In my understanding:
- in a Von Neumann architecture the CPU can do one operation at a time meaning it can fetch data or fetch an instruction from memory in one cycle. So to perform some sort of operation on a data it needs 2 cycles(one to fetch the data and one to fetch the instruction).
- in a Harvard architecture the CPU can fetch both data and an instruction in the same clock cycle since there are 2 separate memory blocks and two separate sets of data address busses
So if the HV architecture can do the same thing that VN does in one cycle why is it slower? Doesn't less cycles used for one thing means it should be faster than the other? Please go easy on me I'm a noob in embedded systems. Thank you for reading my post!

In a von Neumann architecture, the CPU operates sequentially, e.g. it does fetch instruction, decode it, fetch operands (data), compute result, and store it. All these steps use the same memory channel.
A Harvard architecture has two memory channels, one for instructions, and one for data. It has an advantage over the von Neumann architecture, if the CPU supports pipelining, i.e. while instruction x, that has been decoded already, is fetching operands (data) over the data channel, instruction x+1 is fetched at the same time over the instruction channel.
So, if the CPU is pipelined, a Harvard architecture is faster than a von Neumann architecture.
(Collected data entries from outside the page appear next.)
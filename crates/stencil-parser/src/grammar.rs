//! Static description of an LL(1) grammar.
//!
//! A grammar instance is plain data: productions, the predictive parse table
//! and a function folding token kinds onto table columns. The generic
//! [`Parser`](crate::Parser) interprets it.

use stencil_lexer::Terminal;

/// A grammar symbol: a terminal token kind or a nonterminal index.
#[derive(Debug, Clone, Copy, PartialEq, Eq)]
pub enum Symbol<K> {
    Terminal(K),
    Nonterminal(usize),
}

/// Structural problem in a grammar's tables.
#[derive(Debug, Clone, PartialEq, Eq, thiserror::Error)]
pub enum GrammarError {
    #[error("start symbol {0} is not a nonterminal of the grammar")]
    UnknownStart(usize),
    #[error("parse table has {found} rows, expected one per nonterminal ({expected})")]
    RowCount { found: usize, expected: usize },
    #[error("parse table row {row} has {found} columns, expected {expected}")]
    RowWidth {
        row: usize,
        found: usize,
        expected: usize,
    },
    #[error("parse table row {row}, column {column} names missing production {production}")]
    UnknownProduction {
        row: usize,
        column: usize,
        production: usize,
    },
    #[error("production {production} refers to unknown nonterminal {nonterminal}")]
    UnknownNonterminal {
        production: usize,
        nonterminal: usize,
    },
}

/// An LL(1) grammar with its predictive parse table.
#[derive(Debug)]
pub struct Grammar<K: 'static> {
    /// Nonterminal names, indexed by nonterminal.
    pub nonterminals: &'static [&'static str],
    pub start: usize,
    /// Right-hand sides, indexed by production. An empty slice is ε.
    pub productions: &'static [&'static [Symbol<K>]],
    /// `nonterminal × terminal class → production`; `None` is a syntax error.
    pub table: &'static [&'static [Option<usize>]],
    /// Maps a token kind to its parse table column.
    pub terminal_class: fn(K) -> usize,
}

impl<K: Terminal> Grammar<K> {
    /// The production to expand `nonterminal` with when `lookahead` is next.
    pub fn production_for(&self, nonterminal: usize, lookahead: K) -> Option<&'static [Symbol<K>]> {
        let column = (self.terminal_class)(lookahead);
        let index = (*self.table.get(nonterminal)?.get(column)?)?;
        self.productions.get(index).copied()
    }

    /// Display name of a symbol.
    pub fn symbol_name(&self, symbol: Symbol<K>) -> &'static str {
        match symbol {
            Symbol::Terminal(kind) => kind.name(),
            Symbol::Nonterminal(index) => self.nonterminals.get(index).copied().unwrap_or("?"),
        }
    }

    /// Check that the table and productions reference each other consistently.
    /// `columns` is the number of terminal classes.
    pub fn validate(&self, columns: usize) -> Result<(), GrammarError> {
        if self.start >= self.nonterminals.len() {
            return Err(GrammarError::UnknownStart(self.start));
        }
        if self.table.len() != self.nonterminals.len() {
            return Err(GrammarError::RowCount {
                found: self.table.len(),
                expected: self.nonterminals.len(),
            });
        }

        for (row, cells) in self.table.iter().enumerate() {
            if cells.len() != columns {
                return Err(GrammarError::RowWidth {
                    row,
                    found: cells.len(),
                    expected: columns,
                });
            }
            for (column, cell) in cells.iter().enumerate() {
                if let Some(production) = *cell {
                    if production >= self.productions.len() {
                        return Err(GrammarError::UnknownProduction {
                            row,
                            column,
                            production,
                        });
                    }
                }
            }
        }

        for (production, rhs) in self.productions.iter().enumerate() {
            for symbol in rhs.iter() {
                if let Symbol::Nonterminal(nonterminal) = *symbol {
                    if nonterminal >= self.nonterminals.len() {
                        return Err(GrammarError::UnknownNonterminal {
                            production,
                            nonterminal,
                        });
                    }
                }
            }
        }

        Ok(())
    }
}
//! The placeholder-language grammar.
//!
//! ```text
//! 0: T -> CONTENT T
//! 1: T -> PLACEHOLDER_KEY T
//! 2: T -> OPEN_KEY T CLOSE_KEY T
//! 3: T -> ε
//! ```
//!
//! FOLLOW(T) is `{CLOSE_KEY, EOI}`, so both select the ε production.

use stencil_lexer::template::{open_key, placeholder_key};
use stencil_lexer::{Lexer, TemplateKind, TemplateToken};

use crate::grammar::{Grammar, Symbol};
use crate::parser::Parser;
use crate::SyntaxError;

const T: usize = 0;

const CONTENT: Symbol<TemplateKind> = Symbol::Terminal(TemplateKind::Content);
const PLACEHOLDER_KEY: Symbol<TemplateKind> = Symbol::Terminal(TemplateKind::PlaceholderKey);
const OPEN_KEY: Symbol<TemplateKind> = Symbol::Terminal(TemplateKind::OpenKey);
const CLOSE_KEY: Symbol<TemplateKind> = Symbol::Terminal(TemplateKind::CloseKey);
const NT_T: Symbol<TemplateKind> = Symbol::Nonterminal(T);

/// Number of parse table columns.
pub const TERMINAL_CLASSES: usize = 6;

fn terminal_class(kind: TemplateKind) -> usize {
    match kind {
        TemplateKind::Content => 0,
        TemplateKind::PlaceholderKey => 1,
        TemplateKind::OpenKey => 2,
        TemplateKind::CloseKey => 3,
        TemplateKind::Unrecognized => 4,
        TemplateKind::EndOfInput => 5,
    }
}

pub static TEMPLATE_GRAMMAR: Grammar<TemplateKind> = Grammar {
    nonterminals: &["T"],
    start: T,
    productions: &[
        &[CONTENT, NT_T],
        &[PLACEHOLDER_KEY, NT_T],
        &[OPEN_KEY, NT_T, CLOSE_KEY, NT_T],
        &[],
    ],
    //            CONTENT  PLACEHOLDER  OPEN     CLOSE    UNRECOGNIZED  EOI
    table: &[&[Some(0), Some(1), Some(2), Some(3), None, Some(3)]],
    terminal_class,
};

impl<'a> Parser<'a, TemplateKind> {
    /// Create a parser over template source.
    pub fn template(source: &'a str) -> Self {
        Parser::new(Lexer::template(source), &TEMPLATE_GRAMMAR)
    }
}

/// Parse template source.
///
/// On success returns the validated token sequence, `EOI` excluded. Every
/// `OPEN_KEY` in it is matched by a later `CLOSE_KEY` at the same depth.
pub fn parse(source: &str) -> Result<Vec<TemplateToken>, Vec<SyntaxError>> {
    Parser::template(source).parse()
}

/// Keys used by a parsed template.
#[derive(Debug, Clone, Default, PartialEq, Eq)]
pub struct Outline {
    /// Placeholder keys, in first-seen order, without duplicates.
    pub placeholders: Vec<String>,
    /// Tag ("button") keys, in first-seen order, without duplicates.
    pub tags: Vec<String>,
    /// Deepest tag nesting.
    pub max_depth: usize,
}

impl Outline {
    pub fn from_tokens(tokens: &[TemplateToken]) -> Self {
        let mut outline = Outline::default();
        let mut depth = 0usize;

        for token in tokens {
            match token.kind {
                TemplateKind::PlaceholderKey => {
                    if let Some(key) = placeholder_key(token) {
                        push_unique(&mut outline.placeholders, key);
                    }
                }
                TemplateKind::OpenKey => {
                    if let Some(key) = open_key(token) {
                        push_unique(&mut outline.tags, key);
                    }
                    depth += 1;
                    outline.max_depth = outline.max_depth.max(depth);
                }
                TemplateKind::CloseKey => depth = depth.saturating_sub(1),
                _ => {}
            }
        }

        outline
    }
}

fn push_unique(keys: &mut Vec<String>, key: &str) {
    if !keys.iter().any(|k| k == key) {
        keys.push(key.to_string());
    }
}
This is all purely academic, and very dated. From the academic type view the Harvard architecture can at the same time be performing a data transaction and an instruction transaction where von Neumann can only do one or the other at a time.
True Harvard has the problem that you can't actually use it. You can't have a bootloader you can't have an operating system (that loads programs) as you can't use data transactions to put instructions in memory then branch to those instructions and run them the two memory systems are separate. Once you cross the paths it isn't Harvard any more, its a modified Harvard or a von Neumann.
Looking at how Wikipedia defines it, the modern busses you see today are modified Harvard because of the definition that you can't do data and instruction at the same time with von Neumann, but they use the same busses. you will see a read address bus a read data bus a write address bus and a write data bus, both instruction and data will cross the read busses, data goes across the write busses. Many transactions can be happening at the same time, a multi bus width sized instruction fetch can happen on one clock cycle which starts with a read address request, the next clock cycle a data read address request can start on the same bus, some number of clocks later the instruction address request is acked, then the read address request is acked, they don't necessarily have to come back in the same order depends on the design. then the read data bus will deliver the data then the processor will ack that. the write bus can be handling multiple data transactions in flight at the same time as well. And the read and write busses being independent can be doing things at the same not just each having multiple transactions in flight at the same time.
None of this has anything to do with the instruction set, you can and there are instruction sets with different busses behind them. Depending on the instruction set, how the fetching and pipeline and caching works you can have a pure textbook von Neumann come close to meeting the performance of a pure textbook Harvard. But if you think pre-cache, pre-pipeline one instruction at a time type architectures, then you can say 1) neither wins as the instruction fetch has to wait for the data transaction for loads and stores (or other instructions with memory access) to complete before the next fetch happens, so Harvard can't do data and instruction at the same time. Or 2) you can say that Harvard is allowed to do things in parallel and the von Neumann isn't and the Harvard wins as it can complete a simple data transaction and do the next fetch in the same cycle, periodically beating von Neumann by a cycle.
From a pure sense though one instruction at a time the von Neumann cannot be faster than a Harvard, it can tie but can't win. Harvard has two busses that can operate in parallel and all other factors held constant that difference gives Harvard a slight advantage as far as performance goes. All other factors held constant (instruction set, pipeline design, prefetching, etc).
Note that one instruction at a time no pipeline means it takes multiple clock cycles to perform most instructions as you see with pre-cache, pre-pipeline processors, they have tables of how many clocks it takes and you can just look at the instruction anyway and see how and why it takes that many. Even with a pipeline Harvard has a slight advantage. but if you say double the width of the von Neumann bus compared to the Harvard you can fetch two instructions at a time you can perform data operations on two sequential data locations at a time, now you have better bandwidth than the Harvard and can tie or beat it at times. but that isn't a pure comparison.
Again these notions are very dated. There are a very small number of Harvard-ish processors but to make them useful they are really modified Harvard as there is a way to gap between the memory systems.

Related

How can computational requirements be compared?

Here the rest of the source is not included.